The lines from the top of the records below through the one containing "pub const ESTIMATE_PREFIX: &str" are to be transcribed exactly, and nothing else is to be added.
Segment Start: Data for processing
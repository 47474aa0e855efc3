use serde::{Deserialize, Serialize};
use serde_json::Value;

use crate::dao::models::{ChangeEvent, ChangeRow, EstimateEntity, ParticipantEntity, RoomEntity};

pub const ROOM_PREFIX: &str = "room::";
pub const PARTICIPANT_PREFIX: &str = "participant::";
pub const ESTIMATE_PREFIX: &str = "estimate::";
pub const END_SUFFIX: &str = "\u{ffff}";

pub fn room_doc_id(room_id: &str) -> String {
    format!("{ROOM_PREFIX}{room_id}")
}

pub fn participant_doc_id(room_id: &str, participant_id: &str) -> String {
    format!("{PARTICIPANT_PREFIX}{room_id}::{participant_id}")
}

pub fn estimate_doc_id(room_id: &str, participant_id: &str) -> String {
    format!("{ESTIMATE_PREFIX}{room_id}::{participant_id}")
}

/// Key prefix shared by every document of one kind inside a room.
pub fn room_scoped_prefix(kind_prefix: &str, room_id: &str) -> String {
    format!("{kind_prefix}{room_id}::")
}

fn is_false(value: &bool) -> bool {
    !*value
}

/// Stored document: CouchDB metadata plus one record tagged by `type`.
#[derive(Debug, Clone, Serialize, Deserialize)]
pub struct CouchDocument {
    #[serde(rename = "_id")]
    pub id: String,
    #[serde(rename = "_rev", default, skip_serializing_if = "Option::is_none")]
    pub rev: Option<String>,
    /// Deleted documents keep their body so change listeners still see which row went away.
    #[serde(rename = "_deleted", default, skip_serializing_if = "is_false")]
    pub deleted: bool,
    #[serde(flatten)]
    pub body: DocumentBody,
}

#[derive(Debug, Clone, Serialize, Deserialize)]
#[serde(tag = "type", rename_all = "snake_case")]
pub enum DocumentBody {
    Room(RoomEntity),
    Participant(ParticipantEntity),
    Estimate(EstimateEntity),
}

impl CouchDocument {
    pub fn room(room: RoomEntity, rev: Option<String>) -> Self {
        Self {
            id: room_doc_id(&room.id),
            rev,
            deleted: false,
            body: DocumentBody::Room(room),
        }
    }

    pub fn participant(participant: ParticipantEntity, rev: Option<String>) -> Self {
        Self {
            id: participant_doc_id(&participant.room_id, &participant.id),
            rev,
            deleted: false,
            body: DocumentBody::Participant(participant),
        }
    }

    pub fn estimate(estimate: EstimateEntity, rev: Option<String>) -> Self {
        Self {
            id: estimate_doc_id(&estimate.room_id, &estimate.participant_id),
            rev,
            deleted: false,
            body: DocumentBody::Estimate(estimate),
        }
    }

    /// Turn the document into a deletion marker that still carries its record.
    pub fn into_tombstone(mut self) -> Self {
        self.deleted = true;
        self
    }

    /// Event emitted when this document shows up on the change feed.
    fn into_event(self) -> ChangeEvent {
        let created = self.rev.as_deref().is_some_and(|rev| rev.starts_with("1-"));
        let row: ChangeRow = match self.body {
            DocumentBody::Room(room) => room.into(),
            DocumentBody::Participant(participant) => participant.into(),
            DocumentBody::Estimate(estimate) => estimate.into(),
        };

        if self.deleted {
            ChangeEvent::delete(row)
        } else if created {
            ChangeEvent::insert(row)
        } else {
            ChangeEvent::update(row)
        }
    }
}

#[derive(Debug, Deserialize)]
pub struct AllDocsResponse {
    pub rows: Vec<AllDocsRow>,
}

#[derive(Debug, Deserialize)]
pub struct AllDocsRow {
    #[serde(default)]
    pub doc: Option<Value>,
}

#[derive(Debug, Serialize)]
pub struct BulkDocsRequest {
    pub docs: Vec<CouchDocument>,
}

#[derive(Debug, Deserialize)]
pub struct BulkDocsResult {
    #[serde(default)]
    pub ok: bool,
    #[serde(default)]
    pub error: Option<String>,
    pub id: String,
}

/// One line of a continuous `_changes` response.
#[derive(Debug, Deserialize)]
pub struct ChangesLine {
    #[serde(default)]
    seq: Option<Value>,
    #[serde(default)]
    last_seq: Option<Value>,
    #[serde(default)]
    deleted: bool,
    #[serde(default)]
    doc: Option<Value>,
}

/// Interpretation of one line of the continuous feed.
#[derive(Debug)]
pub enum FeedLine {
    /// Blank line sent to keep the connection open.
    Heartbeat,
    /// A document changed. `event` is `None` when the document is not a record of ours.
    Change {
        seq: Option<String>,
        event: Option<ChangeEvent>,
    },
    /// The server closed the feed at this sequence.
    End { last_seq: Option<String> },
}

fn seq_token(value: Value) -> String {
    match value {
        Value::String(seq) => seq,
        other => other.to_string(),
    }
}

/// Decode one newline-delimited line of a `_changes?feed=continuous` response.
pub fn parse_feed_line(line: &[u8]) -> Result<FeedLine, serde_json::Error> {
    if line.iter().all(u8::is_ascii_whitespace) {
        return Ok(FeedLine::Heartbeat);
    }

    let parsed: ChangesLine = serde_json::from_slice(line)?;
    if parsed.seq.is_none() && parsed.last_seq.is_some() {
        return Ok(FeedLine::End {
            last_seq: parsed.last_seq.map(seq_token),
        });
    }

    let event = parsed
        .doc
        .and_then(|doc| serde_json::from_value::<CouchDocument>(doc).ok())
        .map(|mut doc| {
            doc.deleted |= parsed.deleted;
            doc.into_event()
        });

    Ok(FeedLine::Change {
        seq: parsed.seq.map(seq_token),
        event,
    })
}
Segment End: Data for processing
Solution –
repository 47474aa0e855efc3
use serde::{Deserialize, Serialize};
use serde_json::Value;

use crate::dao::models::{ChangeEvent, ChangeRow, EstimateEntity, ParticipantEntity, RoomEntity};

pub const ROOM_PREFIX: &str = "room::";
pub const PARTICIPANT_PREFIX: &str = "participant::";
pub const ESTIMATE_PREFIX: &str = "estimate::";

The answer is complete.